Fact Check on E-Cigarette Use for Parents

There has been much information in the news recently about the importance of good chemical health. While e-cigarette use has gone up across the country in the last year, we are encouraged that family relationships can positively impact the choices a teenager makes in life and can largely influence a student’s identity, professional capability and vision of themselves in the future.

There has been a lot of misleading information about e-cigarette use. Many popular articles and advertisements have stated that e-cigarettes contain only nicotine and water vapor, but researchers have found some disturbing new information about chemicals that are formed during the vape process and how they impact the body.

According to the 2016 Surgeon General Report, e-cigarettes have some very negative health consequences that are not yet fully understood. Updated vape devices have enabled a user to inhale nicotine at a variety of levels, bringing the chances for addiction to new levels earlier in the stages of use (Kosmider, 2014). Studies have also found that the heating elements in e-cigarette containers have the capability to break down contents found in aerosol that will cause tissue damage in animals, including DNA damage and cell deterioration (Canistro, 2017). Much of the research is preliminary as e-cigarette use is a new activity and the long term impact is unknown.

Research literature suggests that e-cigarettes seem to attract underage users because they have sweet flavors and technologically advanced devices that are hard to detect and easy to obtain (Kosmider, 2014). Researchers argue that teens who try it not been knowledgeable about the risk of use. Researchers have also found that teenagers who experiment with e-cigarettes are more likely to experiment with cigarettes and other chemicals later in life (Doran, 2017).

Those who have struggled with an addiction or know someone who may struggle have a variety of resources available:

  • Speaking to a physician or a licensed alcohol and drug counselor (LADC) and taking a chemical health pre-screen is always a helpful tool to determine if further assessment is needed.
  • There are resources through Anoka County that have also been helpful to families, including 24 hour crisis intervention services, Children and adult chemical health information services, and a rule 25 assessment application.
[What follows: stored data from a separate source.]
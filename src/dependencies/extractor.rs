//! @acp:module "Dependency Extractor"
//! @acp:summary "Runs the dependency rule table over a working set"
//! @acp:domain roadmap
//! @acp:layer service

use super::package::RelatedPackages;
use super::rules::{default_rules, DependencyRule, ExtractionContext};
use crate::model::{Dependency, Recommendation};

/// @acp:summary "Infers Dependency facts from recommendation content"
pub struct DependencyExtractor {
    rules: Vec<Box<dyn DependencyRule>>,
    related: RelatedPackages,
}

impl Default for DependencyExtractor {
    fn default() -> Self {
        Self::new()
    }
}

impl std::fmt::Debug for DependencyExtractor {
    fn fmt(&self, f: &mut std::fmt::Formatter<'_>) -> std::fmt::Result {
        f.debug_struct("DependencyExtractor")
            .field("rules", &self.rules.iter().map(|r| r.name()).collect::<Vec<_>>())
            .field("related", &self.related)
            .finish()
    }
}

impl DependencyExtractor {
    /// Extractor with the built-in rules and package pairs
    pub fn new() -> Self {
        Self {
            rules: default_rules(),
            related: RelatedPackages::builtin(),
        }
    }

    /// Replace the related-package table
    pub fn with_related(mut self, related: RelatedPackages) -> Self {
        self.related = related;
        self
    }

    /// Append a custom rule after the built-in ones
    pub fn with_rule(mut self, rule: Box<dyn DependencyRule>) -> Self {
        self.rules.push(rule);
        self
    }

    /// @acp:summary "Infer dependencies for every recommendation"
    ///
    /// Recommendations without any triggered rule get no entry. Targets are
    /// de-duplicated in first-seen order and self-references dropped.
    pub fn extract(&self, recs: &[Recommendation]) -> Vec<Dependency> {
        let ctx = ExtractionContext::new(recs, &self.related);
        let mut dependencies = Vec::new();

        for (index, rec) in recs.iter().enumerate() {
            let mut depends_on: Vec<String> = Vec::new();
            let mut reasons: Vec<String> = Vec::new();

            for rule in &self.rules {
                for edge in rule.infer(index, &ctx) {
                    if edge.target_id == rec.id {
                        continue;
                    }
                    tracing::trace!(
                        "{} -> {} via {}",
                        rec.id,
                        edge.target_id,
                        rule.name()
                    );
                    if !depends_on.contains(&edge.target_id) {
                        depends_on.push(edge.target_id);
                    }
                    if !reasons.contains(&edge.reason) {
                        reasons.push(edge.reason);
                    }
                }
            }

            if !depends_on.is_empty() {
                dependencies.push(Dependency::new(rec.id.clone(), depends_on, reasons.join("; ")));
            }
        }

        tracing::debug!(
            "Inferred dependencies for {} of {} recommendations",
            dependencies.len(),
            recs.len()
        );

        dependencies
    }
}

/// Infer dependencies with the built-in rules
pub fn identify_dependencies(recs: &[Recommendation]) -> Vec<Dependency> {
    DependencyExtractor::new().extract(recs)
}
For more information about chemical health services in Anoka County, please call 763.324.1270.
  • For information about supportive services to maintain sobriety, please consult the local Alcoholics Anonymous (AA) website (voluntary contributions accepted but not required). Nonalcoholics may attend open meetings, but closed meetings are for those with a drinking problem may attend closed meetings.
  • For those with a close relative or friend who has struggled with addiction, please consult the Al-Anon or Alateen websites (voluntary contributions accepted but not required).
  • Open Speaker meetings are open to all who are interested in hearing the stories of AA and/or Al-Anon members about how the meetings have changed their lives. Please contact your local AA program for more information.

References

Canistro, D., F. Vivarelli, S. Cirillo, C. Babot Marquillas, A. Buschini, M. Lazzaretti, L. Marchi, V. Cardenia, M. T. Rodriguez-Estrada, M. Lodovici, C. Cipriani, A. Lorenzini, E. Croco, S. Marchionni, P. Franchi, M. Lucarini, V. Longo, C. M. Della Croce, A. Vornoli, A. Colacci, M. Vaccari, A. Sapone, and M. Paolini. 2017. E-cigarettes induce toxicological effects that can raise the cancer risk. Scientific Reports, 7(1):2028.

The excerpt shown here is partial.